▶ _TASK ITEM_: All lines from the one containing "pub fn rewrite_image(&self, image: &str)" down to the one containing "add_namespace_tolerations(&self, ns: &Namespace, pod: &mut", both ends included, are to be given again exactly; omit the rest of the listing below.

▶ _RECORDS TO USE_:
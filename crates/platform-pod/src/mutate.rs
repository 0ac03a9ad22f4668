//! Pod mutation rules
//!
//! Pure functions over k8s-openapi types; nothing here talks to the API
//! server.

use std::collections::BTreeMap;

use k8s_openapi::api::core::v1::{Container, LocalObjectReference, Namespace, Pod, Toleration};
use kube::ResourceExt;
use tracing::{debug, warn};

use crate::config::PodMutatorConfig;

const DEFAULT_TOLERATION_EFFECT: &str = "NoSchedule";
const TOLERATION_EFFECTS: &[&str] = &["NoSchedule", "PreferNoSchedule", "NoExecute"];

/// Applies the configured pod rules
#[derive(Clone, Debug, Default)]
pub struct PodMutator {
    config: PodMutatorConfig,
}

impl PodMutator {
    /// Create a mutator
    pub fn new(config: PodMutatorConfig) -> Self {
        Self { config }
    }

    /// The settings in use
    pub fn config(&self) -> &PodMutatorConfig {
        &self.config
    }

    /// Every admission-time rule, in order
    pub fn mutate(&self, ns: &Namespace, mut pod: Pod) -> Pod {
        self.inherit_annotations(ns, &mut pod);
        self.inject_pull_secret(&mut pod);
        self.add_namespace_tolerations(ns, &mut pod);
        if let Some(spec) = pod.spec.as_mut() {
            for container in spec.containers.iter_mut() {
                self.rewrite_container(container);
            }
            for container in spec.init_containers.iter_mut().flatten() {
                self.rewrite_container(container);
            }
        }
        pod
    }

    /// Copy inheritable namespace annotations the pod doesn't set itself
    ///
    /// Returns true if anything was added. Annotations already on the pod
    /// always win.
    pub fn inherit_annotations(&self, ns: &Namespace, pod: &mut Pod) -> bool {
        let inherited: BTreeMap<String, String> = ns
            .annotations()
            .iter()
            .filter(|(k, _)| self.config.inherits(k))
            .filter(|(k, _)| !pod.annotations().contains_key(k.as_str()))
            .map(|(k, v)| (k.clone(), v.clone()))
            .collect();
        if inherited.is_empty() {
            return false;
        }
        debug!(pod = %pod.name_any(), count = inherited.len(), "inheriting namespace annotations");
        pod.annotations_mut().extend(inherited);
        true
    }

    /// Route an image through the default registry
    ///
    /// Whitelisted images and images already under the prefix are returned
    /// unchanged.
    pub fn rewrite_image(&self, image: &str) -> Option<String> {
        let prefix = self.config.default_registry_prefix.as_deref()?;
        let prefix = prefix.trim_end_matches('/');
        if prefix.is_empty()
            || self.config.is_whitelisted(image)
            || image.starts_with(&format!("{}/", prefix))
        {
            return None;
        }
        Some(format!("{}/{}", prefix, image))
    }

    fn rewrite_container(&self, container: &mut Container) {
        let Some(image) = container.image.as_deref() else {
            return;
        };
        if let Some(to) = self.rewrite_image(image) {
            debug!(container = %container.name, from = %image, to = %to, "rewriting image");
            container.image = Some(to);
        }
    }

    /// Add the default pull secret to pods that have none
    pub fn inject_pull_secret(&self, pod: &mut Pod) -> bool {
        let Some(secret) = self.config.default_image_pull_secret.as_deref() else {
            return false;
        };
        let Some(spec) = pod.spec.as_mut() else {
            return false;
        };
        if spec.image_pull_secrets.as_ref().is_some_and(|s| !s.is_empty()) {
            return false;
        }
        spec.image_pull_secrets = Some(vec![LocalObjectReference {
            name: secret.to_string(),
        }]);
        true
    }

    /// Tolerate the taints listed in the namespace annotation
    pub fn add_namespace_tolerations(&self, ns: &Namespace, pod: &mut Pod) -> bool {
        let Some(raw) = ns.annotations().get(&self.config.tolerations_annotation) else {
            return false;
        };
        let wanted = parse_tolerations(raw);
        let Some(spec) = pod.spec.as_mut() else {
            return false;
        };
        let existing = spec.tolerations.get_or_insert_with(Vec::new);
        let mut changed = false;
        for toleration in wanted {
            if !existing.contains(&toleration) {
                existing.push(toleration);
                changed = true;
            }
        }
        changed
    }
}

/// Parse `key=value[:Effect];...`
///
/// The effect defaults to NoSchedule. Malformed entries are skipped.
pub fn parse_tolerations(raw: &str) -> Vec<Toleration> {
    raw.split(';')
        .map(str::trim)
        .filter(|entry| !entry.is_empty())
        .filter_map(|entry| {
            let Some((key, rest)) = entry.split_once('=') else {
                warn!(entry, "ignoring toleration without '='");
                return None;
            };
            let (value, effect) = match rest.split_once(':') {
                Some((value, effect)) if TOLERATION_EFFECTS.contains(&effect) => (value, effect),
                Some((_, effect)) => {
                    warn!(entry, effect, "ignoring toleration with unknown effect");
                    return None;
                }
                None => (rest, DEFAULT_TOLERATION_EFFECT),
            };
            if key.is_empty() {
                warn!(entry, "ignoring toleration with empty key");
                return None;
            }
            Some(Toleration {
                key: Some(key.to_string()),
                operator: Some("Equal".to_string()),
                value: Some(value.to_string()),
                effect: Some(effect.to_string()),
                ..Default::default()
            })
        })
        .collect()
}
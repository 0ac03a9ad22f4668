//! Platform operator - ClusterResourceQuota enforcement and namespace housekeeping

use std::sync::Arc;

use clap::{Parser, Subcommand};
use kube::{Client, CustomResourceExt};

use platform_common::crd::ClusterResourceQuota;
use platform_common::telemetry::{init_telemetry, TelemetryConfig};
use platform_ingress::{KubeIngressApi, SsoAnnotator};
use platform_operator::config::OperatorConfig;
use platform_operator::controller_runner::{
    build_cleanup_controllers, build_ingress_controllers, build_pod_controllers,
    build_quota_controllers, ControllerFuture,
};
use platform_operator::startup::ensure_crds_installed;
use platform_operator::webhook::{self, PodWebhook, WebhookState};
use platform_pod::{KubePodClient, PodMutator};
use platform_quota::{KubeQuotaStore, QuotaAdmission};

/// Platform operator - quota aggregation, admission webhooks and namespace housekeeping
#[derive(Parser, Debug)]
#[command(name = "platform-operator", version, about, long_about = None)]
struct Cli {
    /// Generate CRD manifests and exit
    #[arg(long)]
    crd: bool,

    #[command(flatten)]
    config: OperatorConfig,

    #[command(subcommand)]
    command: Option<Commands>,
}

#[derive(Subcommand, Debug)]
enum Commands {
    /// Run controllers and the webhook server (default mode)
    Controller,
}

#[tokio::main]
async fn main() -> anyhow::Result<()> {
    if let Err(e) = rustls::crypto::aws_lc_rs::default_provider().install_default() {
        eprintln!("CRITICAL: Failed to install crypto provider: {:?}", e);
        std::process::exit(1);
    }

    let cli = Cli::parse();

    if cli.crd {
        let crd = serde_yaml::to_string(&ClusterResourceQuota::crd())
            .map_err(|e| anyhow::anyhow!("Failed to serialize CRD: {}", e))?;
        println!("{crd}");
        return Ok(());
    }

    init_telemetry(TelemetryConfig {
        format: cli.config.log_format,
        default_filter: None,
    })?;

    match cli.command {
        Some(Commands::Controller) | None => run_controller(cli.config).await,
    }
}

async fn run_controller(config: OperatorConfig) -> anyhow::Result<()> {
    let client = Client::try_default()
        .await
        .map_err(|e| anyhow::anyhow!("failed to create kube client: {}", e))?;

    if config.enable_cluster_resource_quota {
        ensure_crds_installed(&client).await?;
    }

    tracing::info!("Starting platform operator");

    let mutator = PodMutator::new(config.pod_mutator_config());
    let mut controllers: Vec<ControllerFuture> = Vec::new();
    if config.enable_cluster_resource_quota {
        controllers.extend(build_quota_controllers(client.clone(), &config));
    }
    if config.enable_pod_mutations {
        controllers.extend(build_pod_controllers(client.clone(), mutator.clone(), &config));
    }
    if config.enable_ingress_sso {
        controllers.extend(build_ingress_controllers(client.clone(), &config));
    }
    if config.enable_cleanup {
        controllers.extend(build_cleanup_controllers(client.clone(), &config));
    }

    let state = Arc::new(WebhookState {
        quota: Arc::new(QuotaAdmission::with_options(
            Arc::new(KubeQuotaStore::new(client.clone())),
            config.quota_validation,
            config.pending_admission_ttl(),
        )),
        serve_quota: config.enable_cluster_resource_quota,
        pods: config.enable_pod_mutations.then(|| PodWebhook {
            mutator,
            client: Arc::new(KubePodClient::new(client.clone())),
        }),
        sso: config.enable_ingress_sso.then(|| {
            SsoAnnotator::new(
                Arc::new(KubeIngressApi::new(client.clone())),
                config.sso_config(),
            )
        }),
    });

    if config.tls_incomplete() {
        tracing::warn!("only one of --tls-cert-file and --tls-key-file given, serving plain HTTP");
    }
    let server = webhook::serve(config.webhook_addr, config.tls_files(), webhook::router(state));

    if controllers.is_empty() {
        return server.await;
    }

    // Controllers stop on SIGTERM; the server goes down with the process
    tokio::select! {
        _ = futures::future::join_all(controllers) => {
            tracing::info!("All controllers stopped");
        }
        result = server => {
            result?;
            tracing::info!("Webhook server stopped");
        }
    }

    Ok(())
}
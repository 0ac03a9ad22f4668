//! Ingress SSO annotation
//!
//! Ingresses carrying `platform.dev/restrict-to-groups` are wired to the
//! cluster's oauth2-proxy through nginx auth annotations, and only members of
//! the listed groups are let through.

pub mod annotator;
pub mod controller;
pub mod error;

pub use annotator::{IngressApi, KubeIngressApi, SsoAnnotator, SsoConfig};
pub use controller::{error_policy, reconcile, IngressContext};
pub use error::IngressError;
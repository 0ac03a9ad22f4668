//! Pod mutation settings

/// Namespace annotation read for tolerations when none is configured
pub const DEFAULT_TOLERATIONS_ANNOTATION: &str = "tolerations";

/// What the pod mutator changes
#[derive(Clone, Debug)]
pub struct PodMutatorConfig {
    /// Annotation key prefixes a pod inherits from its namespace
    pub annotations: Vec<String>,
    /// Registry every non-whitelisted image is pulled through
    pub default_registry_prefix: Option<String>,
    /// Image prefixes left untouched
    pub registry_whitelist: Vec<String>,
    /// Pull secret added to pods that declare none
    pub default_image_pull_secret: Option<String>,
    /// Namespace annotation holding `key=value[:Effect];...` tolerations
    pub tolerations_annotation: String,
}

impl Default for PodMutatorConfig {
    fn default() -> Self {
        Self {
            annotations: Vec::new(),
            default_registry_prefix: None,
            registry_whitelist: Vec::new(),
            default_image_pull_secret: None,
            tolerations_annotation: DEFAULT_TOLERATIONS_ANNOTATION.to_string(),
        }
    }
}

impl PodMutatorConfig {
    /// True if pods should inherit this namespace annotation
    pub fn inherits(&self, annotation: &str) -> bool {
        self.annotations
            .iter()
            .any(|prefix| !prefix.is_empty() && annotation.starts_with(prefix.as_str()))
    }

    /// True if the image must not be rewritten
    pub fn is_whitelisted(&self, image: &str) -> bool {
        self.registry_whitelist
            .iter()
            .any(|prefix| !prefix.is_empty() && image.starts_with(prefix.as_str()))
    }
}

▶ _RESULT BELOW_:
    pub fn rewrite_image(&self, image: &str) -> Option<String> {
        let prefix = self.config.default_registry_prefix.as_deref()?;
        let prefix = prefix.trim_end_matches('/');
        if prefix.is_empty()
            || self.config.is_whitelisted(image)
            || image.starts_with(&format!("{}/", prefix))
        {
            return None;
        }
        Some(format!("{}/{}", prefix, image))
    }

    fn rewrite_container(&self, container: &mut Container) {
        let Some(image) = container.image.as_deref() else {
            return;
        };
        if let Some(to) = self.rewrite_image(image) {
            debug!(container = %container.name, from = %image, to = %to, "rewriting image");
            container.image = Some(to);
        }
    }

    /// Add the default pull secret to pods that have none
    pub fn inject_pull_secret(&self, pod: &mut Pod) -> bool {
        let Some(secret) = self.config.default_image_pull_secret.as_deref() else {
            return false;
        };
        let Some(spec) = pod.spec.as_mut() else {
            return false;
        };
        if spec.image_pull_secrets.as_ref().is_some_and(|s| !s.is_empty()) {
            return false;
        }
        spec.image_pull_secrets = Some(vec![LocalObjectReference {
            name: secret.to_string(),
        }]);
        true
    }

    /// Tolerate the taints listed in the namespace annotation
    pub fn add_namespace_tolerations(&self, ns: &Namespace, pod: &mut Pod) -> bool {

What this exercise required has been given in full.